Dr. Tong has been an Associate Professor and James C. Barber Faculty Fellow in the School of Chemical and Biomolecular Engineering at Georgia Tech since January 2022. She is also the initiative leader in waste valorization in the food-water-energy nexus of the Renewable Bioproduct Institute (RBI). Previously, she served as an assistant and associate professor since 2010 at the University of Florida. She earned her Ph.D. in chemical engineering from Georgia Tech in 2007, followed by work at Ch2M Hill until 2009. Tong’s research focuses on synthesizing functional sustainable materials and catalytical conversion for biochemicals and biofuels from renewable resources. She has published 73 journal papers and 4 patents. Her research has been supported by NSF, USDA, NAS, and DOE. She secured about $5 million in grants after joining Georgia Tech in 2022. Dr. Tong has also served as an associate editor for three journals and held leadership roles in AIChE.
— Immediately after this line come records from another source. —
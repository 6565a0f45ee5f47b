//! PostgreSQL-backed `UserRepository` implementation using Diesel ORM.

use async_trait::async_trait;
use diesel::prelude::*;
use diesel_async::AsyncConnection as _;
use diesel_async::RunQueryDsl;
use diesel_async::scoped_futures::ScopedFutureExt as _;
use uuid::Uuid;

use crate::domain::ports::{CredentialRecord, NewUserRecord, UserRepository, UserRepositoryError};
use crate::domain::user::{EmailAddress, User, UserId};

use super::diesel_error_mapping::{map_diesel_error, map_pool_error};
use super::models::{NewUserRow, UserRow};
use super::pool::DbPool;
use super::schema::users;

/// Diesel-backed implementation of the user repository port.
#[derive(Clone)]
pub struct DieselUserRepository {
    pool: DbPool,
}

impl DieselUserRepository {
    /// Create a new repository with the given connection pool.
    pub fn new(pool: DbPool) -> Self {
        Self { pool }
    }
}

impl From<diesel::result::Error> for UserRepositoryError {
    fn from(error: diesel::result::Error) -> Self {
        use diesel::result::{DatabaseErrorKind, Error as DieselError};

        // The unique index on email backstops the in-transaction check.
        if let DieselError::DatabaseError(DatabaseErrorKind::UniqueViolation, _) = &error {
            return Self::DuplicateEmail;
        }
        map_diesel_error(error, Self::query, Self::connection)
    }
}

fn to_domain(row: UserRow) -> Result<User, UserRepositoryError> {
    User::try_from(row).map_err(UserRepositoryError::query)
}

#[async_trait]
impl UserRepository for DieselUserRepository {
    async fn create(&self, record: NewUserRecord) -> Result<User, UserRepositoryError> {
        let mut conn = self
            .pool
            .get()
            .await
            .map_err(|err| map_pool_error(err, UserRepositoryError::connection))?;

        conn.transaction(|conn| {
            async move {
                let existing: Option<Uuid> = users::table
                    .filter(users::email.eq(record.email.as_ref()))
                    .select(users::id)
                    .first(conn)
                    .await
                    .optional()?;
                if existing.is_some() {
                    return Err(UserRepositoryError::DuplicateEmail);
                }

                let row: UserRow = diesel::insert_into(users::table)
                    .values(&NewUserRow {
                        id: *record.id.as_uuid(),
                        first_name: record.first_name.as_ref(),
                        last_name: record.last_name.as_ref(),
                        email: record.email.as_ref(),
                        password_hash: record.password_hash.as_str(),
                    })
                    .returning(UserRow::as_returning())
                    .get_result(conn)
                    .await?;

                to_domain(row)
            }
            .scope_boxed()
        })
        .await
    }

    async fn find_by_email(
        &self,
        email: &EmailAddress,
    ) -> Result<Option<CredentialRecord>, UserRepositoryError> {
        let mut conn = self
            .pool
            .get()
            .await
            .map_err(|err| map_pool_error(err, UserRepositoryError::connection))?;

        let row: Option<UserRow> = users::table
            .filter(users::email.eq(email.as_ref()))
            .select(UserRow::as_select())
            .first(&mut conn)
            .await
            .optional()?;

        row.map(|row| {
            let password_hash = row.password_hash.clone();
            to_domain(row).map(|user| CredentialRecord {
                user,
                password_hash,
            })
        })
        .transpose()
    }

    async fn find_by_id(&self, id: &UserId) -> Result<Option<User>, UserRepositoryError> {
        let mut conn = self
            .pool
            .get()
            .await
            .map_err(|err| map_pool_error(err, UserRepositoryError::connection))?;

        let row: Option<UserRow> = users::table
            .find(id.as_uuid())
            .select(UserRow::as_select())
            .first(&mut conn)
            .await
            .optional()?;

        row.map(to_domain).transpose()
    }
}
Her talk is summarized below:

Self-assembly of Multiple Functional Biomaterials for Food-Water-Energy Nexus
Bioresource materials such as cellulose, chitin, and lignin, are usually low-cost,
biocompatible, and abundant in nature. The synthesis of functional materials from these
bioresource materials can address long-term challenges in Food-water-Energy Nexus, such as resource and energy depletion, food security, water scarcity, and climate change. However, the adaption of chemical functionalization and self-assembling methodologies to renewable resource materials for functional materials is very challenging due to their macromolecular structures, heterogeneous properties, poor solubility, and the disturbance of impurities. In this talk, we will summarize how we explore self-assembly methods to produce new nanostructures and endure new functions for renewable resource materials. Several examples will be discussed. For example, glycerol, a biowaste from the biodiesel process, has been assembled into a nano-core-shell structure for a smart food packaging film sensor for universal real-time food spoilage monitoring. Biomass waste or cellulose can be assembled as multiple-function controlled-release fertilizers and smart membranes. Ultimately, we would like to use these self-assembly nanostructures from renewable resources to achieve a high-efficiency circular bioeconomy.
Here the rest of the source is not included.